A empresa estadunidense ExxonMobil, ainda uma das maiores produtoras de petróleo dos Estados Unidos, foi criada a partir da divisão da famosa Standard Oil Company. Um artigo publicado pela Science revelou que essa empresa, desde 1977, sabia do aquecimento global de origem antrópica, mas seu posicionamento sempre foi como se este e as mudanças climáticas fossem apenas especulações.
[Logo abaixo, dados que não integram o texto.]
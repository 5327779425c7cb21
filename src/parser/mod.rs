//! Snapshot parser module.
//!
//! Turns raw device CLI output into typed snapshot records. Output that does
//! not have the expected shape is rejected as a whole, never half-applied.

mod bgp;
mod interface;

pub use bgp::*;
pub use interface::*;

use crate::db::{BgpStatus, InterfaceCounters, InterfaceStatus};

use chrono::{DateTime, Utc};
use thiserror::Error;

/// Parse error types. `raw` carries the output that could not be understood.
#[derive(Error, Debug, Clone, PartialEq)]
#[error("unexpected output for '{command}': {reason}")]
pub struct ParseError {
    pub command: String,
    pub reason: String,
    pub raw: String,
}

impl ParseError {
    pub fn new(command: &str, reason: impl Into<String>, raw: &str) -> Self {
        Self {
            command: command.to_string(),
            reason: reason.into(),
            raw: raw.to_string(),
        }
    }
}

/// One peer row as observed in a poll. Prefix counts are `None` when the
/// device did not report them this cycle.
#[derive(Debug, Clone, PartialEq)]
pub struct BgpPeerRecord {
    pub peer_address: String,
    pub peer_asn: u32,
    pub description: Option<String>,
    pub status: BgpStatus,
    pub uptime_seconds: u64,
    pub prefixes_received: Option<u64>,
    pub prefixes_sent: Option<u64>,
}

#[derive(Debug, Clone, PartialEq)]
pub struct BgpSnapshot {
    pub taken_at: DateTime<Utc>,
    pub peers: Vec<BgpPeerRecord>,
}

/// One interface as observed in a poll. `stats` is `None` when the counters
/// could not be read this cycle.
#[derive(Debug, Clone, PartialEq)]
pub struct InterfaceRecord {
    pub name: String,
    pub description: Option<String>,
    pub status: InterfaceStatus,
    pub stats: Option<InterfaceCounters>,
}

#[derive(Debug, Clone, PartialEq)]
pub struct InterfaceSnapshot {
    pub taken_at: DateTime<Utc>,
    pub interfaces: Vec<InterfaceRecord>,
}

/// Reject empty output and the device's own error responses.
fn check_device_output(command: &str, output: &str) -> Result<(), ParseError> {
    if output.trim().is_empty() {
        return Err(ParseError::new(command, "empty output", output));
    }

    for line in output.lines() {
        let line = line.trim();
        if line.starts_with("Error:") || line == "^" {
            return Err(ParseError::new(command, format!("device error: {}", line), output));
        }
    }

    Ok(())
}
//! Command gateway: the single, serialized path to the device CLI.
//!
//! Every command is checked against the read-only allow-list before any I/O,
//! runs on the blocking pool under the session lock, is retried once after a
//! reconnect on transport failure, and leaves exactly one audit row behind.

mod ssh;
mod whitelist;

pub use ssh::*;
pub use whitelist::*;

use crate::db::Store;

use chrono::Utc;
use std::sync::Arc;
use std::time::{Duration, Instant};
use thiserror::Error;
use tokio::sync::Mutex;

/// Extra time given to the blocking call before the watchdog gives up on it.
const WATCHDOG_GRACE: Duration = Duration::from_secs(2);

/// Failures surfaced by the transport collaborator.
#[derive(Error, Debug, Clone, PartialEq)]
pub enum TransportError {
    #[error("no response within {0:?}")]
    Timeout(Duration),
    #[error("{0}")]
    Connection(String),
}

/// Gateway error types.
#[derive(Error, Debug, Clone, PartialEq)]
pub enum GatewayError {
    #[error("command not allowed: {0}")]
    Unauthorized(String),
    #[error("device did not respond within {0:?}")]
    Timeout(Duration),
    #[error("connection error: {0}")]
    Connection(String),
}

impl From<TransportError> for GatewayError {
    fn from(e: TransportError) -> Self {
        match e {
            TransportError::Timeout(d) => GatewayError::Timeout(d),
            TransportError::Connection(msg) => GatewayError::Connection(msg),
        }
    }
}

/// A blocking remote CLI session.
pub trait Transport: Send {
    fn connect(&mut self, timeout: Duration) -> Result<(), TransportError>;
    fn is_connected(&self) -> bool;
    /// Send one command and return its output with echo and prompt removed.
    fn run(&mut self, command: &str, timeout: Duration) -> Result<String, TransportError>;
    fn disconnect(&mut self);
}

/// Shared, mutex-guarded handle on the device session.
pub struct CommandGateway {
    session: Arc<Mutex<Box<dyn Transport>>>,
    store: Arc<Store>,
    timeout: Duration,
}

impl CommandGateway {
    pub fn new(transport: Box<dyn Transport>, store: Arc<Store>, timeout: Duration) -> Self {
        Self {
            session: Arc::new(Mutex::new(transport)),
            store,
            timeout,
        }
    }

    /// Run one read-only command and return its raw output.
    pub async fn execute(&self, command: &str) -> Result<String, GatewayError> {
        let started = Instant::now();
        let result = self.execute_authorized(command).await;
        self.audit(command, started.elapsed(), &result);
        result
    }

    async fn execute_authorized(&self, command: &str) -> Result<String, GatewayError> {
        let command = match authorize(command) {
            Ok(c) => c,
            Err(e) => {
                tracing::error!("Rejected device command: {}", e);
                return Err(e);
            }
        };

        tracing::info!("Executing device command: {}", command);

        match self.attempt(&command).await {
            Ok(output) => Ok(output),
            Err(e @ (GatewayError::Connection(_) | GatewayError::Timeout(_))) => {
                tracing::warn!("Command '{}' failed ({}), reconnecting and retrying once", command, e);
                self.attempt(&command).await.map_err(|e| {
                    tracing::error!("Command '{}' failed after retry: {}", command, e);
                    e
                })
            }
            Err(e) => Err(e),
        }
    }

    async fn attempt(&self, command: &str) -> Result<String, GatewayError> {
        let session = self.session.clone();
        let command = command.to_string();
        let timeout = self.timeout;

        // The guard moves into the blocking task, so a call that outlives the
        // watchdog still keeps the next command off the session until it
        // returns. Waiting for the lock counts against the same bound.
        let run = async move {
            let mut session = session.lock_owned().await;
            tokio::task::spawn_blocking(move || {
                if !session.is_connected() {
                    session.connect(timeout)?;
                }
                let result = session.run(&command, timeout);
                if result.is_err() {
                    session.disconnect();
                }
                result
            })
            .await
        };

        match tokio::time::timeout(timeout + WATCHDOG_GRACE, run).await {
            Ok(Ok(result)) => result.map_err(GatewayError::from),
            Ok(Err(e)) => Err(GatewayError::Connection(format!("session task failed: {}", e))),
            Err(_) => Err(GatewayError::Timeout(timeout)),
        }
    }

    fn audit(&self, command: &str, elapsed: Duration, result: &Result<String, GatewayError>) {
        let error = result.as_ref().err().map(|e| e.to_string());
        if let Err(e) = self.store.add_command_audit(
            command,
            elapsed.as_millis() as u64,
            result.is_ok(),
            error.as_deref(),
            Utc::now(),
        ) {
            tracing::error!("Failed to write command audit for '{}': {}", command, e);
        }
    }

    /// Close the device session, waiting for any in-flight command.
    pub async fn shutdown(&self) {
        let mut session = self.session.clone().lock_owned().await;
        let _ = tokio::task::spawn_blocking(move || session.disconnect()).await;
        tracing::info!("Device session closed");
    }
}

#[cfg(test)]
pub(crate) mod testing {
    //! In-memory transport for driving the gateway without a device.

    use super::{Transport, TransportError};
    use std::collections::VecDeque;
    use std::sync::atomic::{AtomicUsize, Ordering};
    use std::sync::{Arc, Mutex};
    use std::time::Duration;

    type Responder = Arc<dyn Fn(&str) -> Result<String, TransportError> + Send + Sync>;

    #[derive(Default)]
    pub struct TransportStats {
        pub connects: AtomicUsize,
        pub runs: AtomicUsize,
        pub in_flight: AtomicUsize,
        pub max_in_flight: AtomicUsize,
    }

    impl TransportStats {
        pub fn connects(&self) -> usize {
            self.connects.load(Ordering::SeqCst)
        }

        pub fn runs(&self) -> usize {
            self.runs.load(Ordering::SeqCst)
        }

        pub fn max_in_flight(&self) -> usize {
            self.max_in_flight.load(Ordering::SeqCst)
        }
    }

    pub struct ScriptedTransport {
        responder: Responder,
        failures: Arc<Mutex<VecDeque<TransportError>>>,
        delay: Duration,
        connected: bool,
        pub stats: Arc<TransportStats>,
    }

    impl ScriptedTransport {
        pub fn new<F>(responder: F) -> Self
        where
            F: Fn(&str) -> Result<String, TransportError> + Send + Sync + 'static,
        {
            Self {
                responder: Arc::new(responder),
                failures: Arc::new(Mutex::new(VecDeque::new())),
                delay: Duration::ZERO,
                connected: false,
                stats: Arc::new(TransportStats::default()),
            }
        }

        /// Fail the next runs with these errors before answering normally.
        pub fn with_failures(self, failures: Vec<TransportError>) -> Self {
            *self.failures.lock().unwrap() = failures.into();
            self
        }

        pub fn with_delay(mut self, delay: Duration) -> Self {
            self.delay = delay;
            self
        }
    }

    impl Transport for ScriptedTransport {
        fn connect(&mut self, _timeout: Duration) -> Result<(), TransportError> {
            self.stats.connects.fetch_add(1, Ordering::SeqCst);
            self.connected = true;
            Ok(())
        }

        fn is_connected(&self) -> bool {
            self.connected
        }

        fn run(&mut self, command: &str, _timeout: Duration) -> Result<String, TransportError> {
            self.stats.runs.fetch_add(1, Ordering::SeqCst);
            let now = self.stats.in_flight.fetch_add(1, Ordering::SeqCst) + 1;
            self.stats.max_in_flight.fetch_max(now, Ordering::SeqCst);

            if !self.delay.is_zero() {
                std::thread::sleep(self.delay);
            }

            let failure = self.failures.lock().unwrap().pop_front();
            let result = match failure {
                Some(e) => Err(e),
                None => (self.responder)(command),
            };

            self.stats.in_flight.fetch_sub(1, Ordering::SeqCst);
            result
        }

        fn disconnect(&mut self) {
            self.connected = false;
        }
    }
}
“Esse tema vem sendo pesquisado desde o início dos anos 70, então, esse artigo publicado vem dentro de um conhecimento que já existia na época e os cientistas da ExxonMobil foram muito precisos em modelar as consequências das mudanças climáticas, os achados foram muito parecidos aos verificados em pesquisas realizadas em universidades americanas, pesquisas independentes e levantamentos feitos por órgãos governamentais americanos“, diz o professor Pedro Luiz Côrtes, titular da Escola de Comunicações e Artes e também do Instituto de Energia e Ambiente da USP. Os estudos da ExxonMobil, conforme o artigo, eram tão bons quanto os de origem acadêmica e até utilizavam modelos computacionais para prever as consequências de tais problemas.
Estudos
“Eles foram precisos ao indicar quando o aquecimento global causado pelo homem seria detectado, quando se tornaria mais evidente a ponto de suscitar preocupações na sociedade. Enquanto os cientistas e acadêmicos trabalhavam para comunicar o que sabiam sobre isso ao público, nas suas atividades de relações públicas, a ExxonMobil trabalhava para negar o aquecimento, ou seja, ela sabia de tudo e passou décadas negando”, coloca Côrtes. Isso é o que se chama de negacionismo climático, quando se crê, erroneamente, que a mudança climática e o aquecimento global não existem ou que os seres humanos não estão diretamente ligados ao problema.
Com o vazamento dos dados de que a ExxonMobil tinha consciência da problemática climática, podem ficar questionamentos sobre quem de fato sabia dessas informações, mas o professor explica: “Uma coisa é uma pessoa, dentro da empresa, ter consciência do que está acontecendo; outra coisa é a empresa publicamente ter desenvolvido relatórios que mostravam isso e ter adotado uma posição oposta à opinião pública. Ela sabia o que aquilo que ela estava produzindo causava e se posicionou publicamente, não no sentido de falar ‘Olha, nós estamos produzindo petróleo e a queima do petróleo pode causar danos ambientais significativos, leva ao aumento do efeito estufa’, ela simplesmente negava tudo”.
Estratégia
Algumas empresas lucram em cima da crise climática e esse é um dos principais motivos para a manutenção de uma estratégia de desinformação. “A indústria do tabaco utilizou muito essa estratégia no século passado. Durante muitos anos, ela financiou pesquisas que disseminavam a dúvida sobre a capacidade de o cigarro causar dependência, embora ela soubesse que cigarro vicia”, compara Côrtes, com a estratégia utilizada pela ExxonMobil.
No caso da ExxonMobil, a empresa negava, em seus pronunciamentos e atitudes, o que seus próprios estudos haviam comprovado: “O artigo mostra que ela sabia das consequências da queima dos combustíveis fósseis, embora negasse isso em seus pronunciamentos. É uma estratégia muito parecida [com a da indústria do tabaco]”. A prática de financiar cientistas contrários ao que foi comprovado para que não haja mudanças no status quo é uma das atitudes tomadas nessa estratégia, além do também financiamento de pesquisas que duvidam da real proporção negativa, nesse caso, do aquecimento global.
Mas, mesmo com essa estratégia de desinformação e disseminação da dúvida, Côrtes analisa: “Vai chegar um momento, como aconteceu com o cigarro, que as evidências são tão grandes, o acúmulo de evidências científicas é tão grande, que não tem como chegar e defender. A mesma coisa vem acontecendo em relação às mudanças climáticas, e esse artigo deixa isso muito claro e ainda cita outras empresas, de outros setores, que já sabiam disso também, mas nunca se posicionaram em relação a tentar fazer alguma coisa para combater as mudanças climáticas, isso já há mais de 40 anos”.